En passant de la maçonnerie au socialisme, nous ne faisons que prendre la route volontiers suivie, depuis quelques aimées, par les notabilités du parti collectiviste, qui portent au club les haines de la loge et à la loge les rêves du club. Socialisme : le mot est vague, il harmonise beaucoup de nuances, et dissimule d’innombrables divergences. Nous ne prétendons pas ici les analyser ; il nous suffira de rechercher, dans les publications socialistes les plus variées, de quel poids pèse la théorie de la lutte des classes dans le conflit entre le patriotisme et l’humanitarisme.

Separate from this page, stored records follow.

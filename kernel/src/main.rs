#![no_std]
#![no_main]
#![feature(abi_x86_interrupt)]

extern crate alloc;

mod boot_splash;
mod commands;
mod console;
mod font;
mod history;
mod hud;
mod interrupts;
mod keyboard;
mod lang;
mod memory;
mod pic;
mod serial;
mod time;
mod timer;
mod wait;
mod hudmodules {
    pub mod countdown;
    pub mod datenum;
    pub mod daymonth;
}

use bootloader_api::{config::BootloaderConfig, entry_point, BootInfo};
use console::{init_console, with_console};
use core::panic::PanicInfo;
use heapless::String;
use keyboard::Keyboard;
use x86_64::instructions::interrupts as cpu_intr;

pub const OS_NAME: &str = "ChronOS";
pub const OS_VERSION: &str = "1.C004.12.260807.MERIDIAN@b51d3";

static BOOTLOADER_CONFIG: BootloaderConfig = {
    let cfg = BootloaderConfig::new_default();
    cfg
};

entry_point!(kernel_main, config = &BOOTLOADER_CONFIG);

fn kernel_main(boot_info: &'static mut BootInfo) -> ! {
    serial::write("ChronOS: kernel entry");
    memory::init_memory(boot_info);

    init_console(boot_info);
    with_console(|c| c.reserve_hud_rows(1));
    hudmodules::datenum::init();
    hudmodules::daymonth::init();
    hudmodules::countdown::init();

    interrupts::init_idt();
    pic::init_pic();
    timer::init_pit();
    cpu_intr::enable();
    serial::debug("interrupts online, PIT at 100 Hz");

    time::init();
    // First draw immediately; the recurring cadence aligns itself to the
    // next wall-clock second.
    hud::enable();

    boot_splash::show();

    with_console(|c| {
        c.clear();
        c.write_line("==================================================\n");
        c.write_line(OS_NAME);
        c.write_line("The midnight countdown machine");
        c.write_line("--------------------------------------------------\n");
        c.write_line(OS_VERSION);
        c.write_line("");
        c.write_line("Type 'help' for commands.");
        c.write_line("==================================================\n");
    });

    if !time::is_initialized() {
        console::write_line("No RTC time; the HUD clock is idle.");
        console::write_line("Use: time set YYYY-MM-DD HH:MM:SS");
    }

    with_console(|c| {
        c.newline();
        c.put_char('>');
    });

    let mut kbd = Keyboard::new();
    let mut line = String::<128>::new();
    let mut draft_line = String::<128>::new();
    let mut history_index: Option<usize> = None;

    loop {
        if let Some(evt) = kbd.poll_event() {
            match evt {
                keyboard::KeyEvent::Char(ch) => {
                    if line.push(ch).is_ok() {
                        with_console(|c| c.put_char(ch));
                    }
                    history_index = None;
                }
                keyboard::KeyEvent::Backspace => {
                    if line.pop().is_some() {
                        with_console(|c| c.backspace());
                    }
                    history_index = None;
                }
                keyboard::KeyEvent::CtrlBackspace => {
                    let removed = delete_prev_word(&mut line);
                    if removed > 0 {
                        with_console(|c| {
                            for _ in 0..removed {
                                c.backspace();
                            }
                        });
                    }
                    history_index = None;
                }
                keyboard::KeyEvent::Up => {
                    let hist_len = history::len();
                    if hist_len == 0 {
                        continue;
                    }
                    if history_index.is_none() {
                        draft_line.clear();
                        let _ = draft_line.push_str(&line);
                    }
                    let new_idx = history_index
                        .map(|i| i.saturating_sub(1))
                        .unwrap_or_else(|| hist_len.saturating_sub(1));
                    if let Some(new_line) = history::entry(new_idx) {
                        history_index = Some(new_idx);
                        replace_input_line(&mut line, &new_line);
                    } else {
                        history_index = None;
                    }
                }
                keyboard::KeyEvent::Down => {
                    let hist_len = history::len();
                    if hist_len == 0 {
                        continue;
                    }
                    if let Some(idx) = history_index {
                        if idx + 1 < hist_len {
                            if let Some(new_line) = history::entry(idx + 1) {
                                history_index = Some(idx + 1);
                                replace_input_line(&mut line, &new_line);
                            }
                        } else {
                            history_index = None;
                            replace_input_line(&mut line, &draft_line);
                        }
                    }
                }
                keyboard::KeyEvent::Enter => {
                    with_console(|c| c.newline());
                    commands::handle_line(&line);
                    history::push(&line);
                    line.clear();
                    draft_line.clear();
                    history_index = None;
                    with_console(|c| c.put_char('>'));
                }
            }
        }
    }
}

fn delete_prev_word(line: &mut String<128>) -> usize {
    let mut removed = 0;

    while let Some(ch) = line.chars().next_back() {
        if ch.is_ascii_whitespace() {
            line.pop();
            removed += 1;
        } else {
            break;
        }
    }

    while let Some(ch) = line.chars().next_back() {
        if !ch.is_ascii_whitespace() {
            line.pop();
            removed += 1;
        } else {
            break;
        }
    }

    removed
}

fn replace_input_line(line: &mut String<128>, new_content: &str) {
    with_console(|c| {
        for _ in 0..line.len() {
            c.backspace();
        }
        for ch in new_content.chars() {
            c.put_char(ch);
        }
    });
    line.clear();
    let _ = line.push_str(new_content);
}

#[panic_handler]
fn panic(info: &PanicInfo) -> ! {
    with_console(|c| {
        c.write_line("");
        c.cwrite_line("=== KERNEL PANIC ===", 0xFF0000, 0x000000);
        let msg = panic_message(info);
        c.cwrite_line(&msg, 0xFFFF8F, 0x000000);
        c.write_line("");
        c.cwrite_line("Attempting to fix via reboot...", 0x0047AB, 0x000000);
    });

    wait::bsec(3);

    commands::reboot();

    with_console(|c| {
        c.write_line("Reboot failed! Halting...");
    });

    loop {
        unsafe { x86::halt() };
    }
}

fn panic_message(info: &PanicInfo) -> heapless::String<256> {
    use core::fmt::Write;
    let mut s = heapless::String::<256>::new();
    let _ = write!(&mut s, "{info}");
    s
}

L’Internationale justifiait son nom : elle supprimait, en théorie, les frontières et les patries. Bakounine entreprit, en 1809, au moment où déjà il n’était plus qu’un schismatique, de motiver cette suppression ; il commença d’écrire aux « compagnons du Locle » ‘ une série de lettres dans lesquelles il voulait établir que « le patriotisme n’est que l’intérêt solidaire d’une classe privilégiée. » Les ouragans de l’Europe et de sa propre existence renversèrent son écritoire et firent s’envoler ses feuillets : les Lettres sur le patriotisme demeurèrent inachevées ; et l’on vit des prolétaires entrer de fort bonne foi dans la Commune de Paris pour venger la patrie réputée trahie.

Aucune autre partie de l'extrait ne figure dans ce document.